(Saved data entries)
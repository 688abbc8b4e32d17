//! Inputs the staged bootstrap needs to attempt the full service graph.

use std::path::PathBuf;

use openagents_spark::WalletConfig;

/// Everything [`crate::graph::bootstrap`] needs to attempt a full service
/// graph. None of these fields are themselves validated here — validation
/// happens where each component already validates itself
/// (`EffectiveConfig::validate_for_start`, `WalletConfig` construction).
#[derive(Debug, Clone)]
pub struct RuntimeConfig {
    /// Path to the provider's persisted settings file (C11).
    pub provider_settings_path: PathBuf,
    /// Wallet configuration the provider's `SparkWallet` is built from.
    pub provider_wallet_config: WalletConfig,
    /// Mnemonic the provider's wallet signer derives from. Distinct from
    /// `dvm_private_key_hex` in the persisted settings, which is the raw
    /// Nostr signing key rather than a wallet seed.
    pub provider_wallet_mnemonic: String,
    pub provider_wallet_passphrase: String,
    /// Wallet configuration the consumer's `SparkWallet` is built from. Its
    /// `account_index` is overridden by the consumer engine regardless of
    /// what is set here, so the two engines never alias a wallet.
    pub consumer_wallet_config: WalletConfig,
    /// Base URL the shared LLM client targets (OpenAI/Ollama-compatible).
    pub llm_base_url: String,
    /// Relays the consumer engine connects to by default.
    pub consumer_default_relays: Vec<String>,
}
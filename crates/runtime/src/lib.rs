//! Runtime composition (C10): staged async bootstrap of the full service
//! graph, with a process-wide accessor that fails until initialization
//! completes (spec.md §4.9).

mod config;
mod error;
mod graph;
mod mode;

pub use config::RuntimeConfig;
pub use error::{Result, RuntimeError};
pub use graph::{GraphLevel, ServiceGraph};
pub use mode::{ProviderBlocker, ProviderMode};

use std::sync::Arc;

use tokio::sync::OnceCell;

static RUNTIME: OnceCell<Arc<ServiceGraph>> = OnceCell::const_new();

/// Runs the staged bootstrap and publishes the resulting graph as the
/// process-wide runtime. Idempotent: a second call while one is already
/// initialized returns the existing graph without re-running bootstrap.
pub async fn init(config: RuntimeConfig) -> Arc<ServiceGraph> {
    Arc::clone(
        RUNTIME
            .get_or_init(|| async move { graph::bootstrap(config).await })
            .await,
    )
}

/// Returns the current runtime, or `NotInitialized` if [`init`] has not yet
/// completed. Collaborators that need the runtime must await [`init`]
/// first; this accessor never blocks waiting for it.
pub fn current() -> Result<Arc<ServiceGraph>> {
    RUNTIME.get().cloned().ok_or(RuntimeError::NotInitialized)
}
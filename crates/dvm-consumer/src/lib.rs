//! DVM consumer engine (C9): ephemeral per-instance Nostr identity and
//! wallet, text-generation job submission, and the feedback/result reply
//! stream.

mod engine;
mod error;

pub use engine::{ConsumerEngine, ConsumerMessage};
pub use error::{ConsumerError, Result};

What is needed — Return each line of the entries that holds the string "filename".

The answer —
filename crates/runtime/src/lib.rs
filename crates/dvm-consumer/src/lib.rs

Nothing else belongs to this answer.